Hey, if you’re offended, don’t say I didn’t warn you. Frankly, I don’t really care what you think—not when my brain is fired up with wrestling with divine truths. Sorry.

As much as it bugs me, I know not everyone likes me—but as screenwriter Randall Wallace quoted his mother’s wisdom this week in reference to being well-liked, “If they crucified Jesus, don’t you think there are probably going to be some people out there who don’t like you?”

One of the real privileges of my job is that I get to roll up my sleeves and not only study culture from a front-row seat, but connect with teens before they’re overly consumed with the pressures of adulthood and forced into a one-size-fits-all mold of a person.

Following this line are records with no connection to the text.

// ==========================================
// 学生成绩看板 - 花名册导入器
// ==========================================
// 流程: 文件解析 → 字段映射 → 原始录入列表（文件顺序）
// ==========================================

use std::path::Path;

use crate::domain::student::RawSubmission;
use crate::importer::error::ImportResult;
use crate::importer::field_mapper::FieldMapper;
use crate::importer::file_parser::CsvParser;

/// 带行号的原始录入
#[derive(Debug, Clone, PartialEq, Eq)]
pub struct RosterRow {
    pub row_number: usize,
    pub submission: RawSubmission,
}

pub struct RosterCsvImporter {
    parser: CsvParser,
}

impl RosterCsvImporter {
    pub fn new() -> Self {
        Self { parser: CsvParser }
    }

    /// 读取花名册文件
    pub fn read_rows(&self, file_path: &Path) -> ImportResult<Vec<RosterRow>> {
        let (headers, rows) = self.parser.parse(file_path)?;
        let mapper = FieldMapper::from_headers(&headers)?;

        Ok(rows
            .into_iter()
            .map(|row| RosterRow {
                row_number: row.row_number,
                submission: mapper.map_row(&row.cells),
            })
            .collect())
    }
}

impl Default for RosterCsvImporter {
    fn default() -> Self {
        Self::new()
    }
}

And I think maybe my willingness to be transparent in who I am and how I feel—the way I can admit my faults and failures and not pretend to be something I’m not—helps them feel like they, too, can be honest with me. So, I think I probably hear a lot more brutal and unfiltered stories and emotions than your average person.

So, what do these honest kids say to me?

“I’m fed up with the bull crap.”

“I’m sick of this world.”

“I hate the fakeness of everything.”

“Life feels totally empty.”

“Why am I even here? Where am I going?”

If our thirteen and fourteen year-old kids are saying this, what are our thirty-five and fifty-year-olds saying?

More importantly, what are they feeling?

What are they daily wrestling with, doubting, fearing, questioning, and dabbling in? And who can they possibly share it with?

We’ll never know what truly goes on in our world, with the people we claim to love, and never be able to reach them with the Truth they desperately need to hear until we can first shed our protective layers, risk vulnerability and rejection, and take the step to be real with others—to show our mistakes, fears, failures, and personality flaws to them.

And, at the same time, powerfully show them without words that we have a Savior who’s bigger than our biggest screw-up, faithful even when we’re not, restoring and life-changing, and utterly incomprehensible in power and majesty–in contrast to a world where everything is explained and detailed on Wikipedia and the only real mystery is why they can’t make a mascara that doesn’t flake off after twelve hours.

Authenticity. Maybe that’s our simple calling in this century.

And hey, if I offended you? Just spend some time playing with your kittens and gazing upon your Thomas Kinkade prints. You’ll feel better in the morning.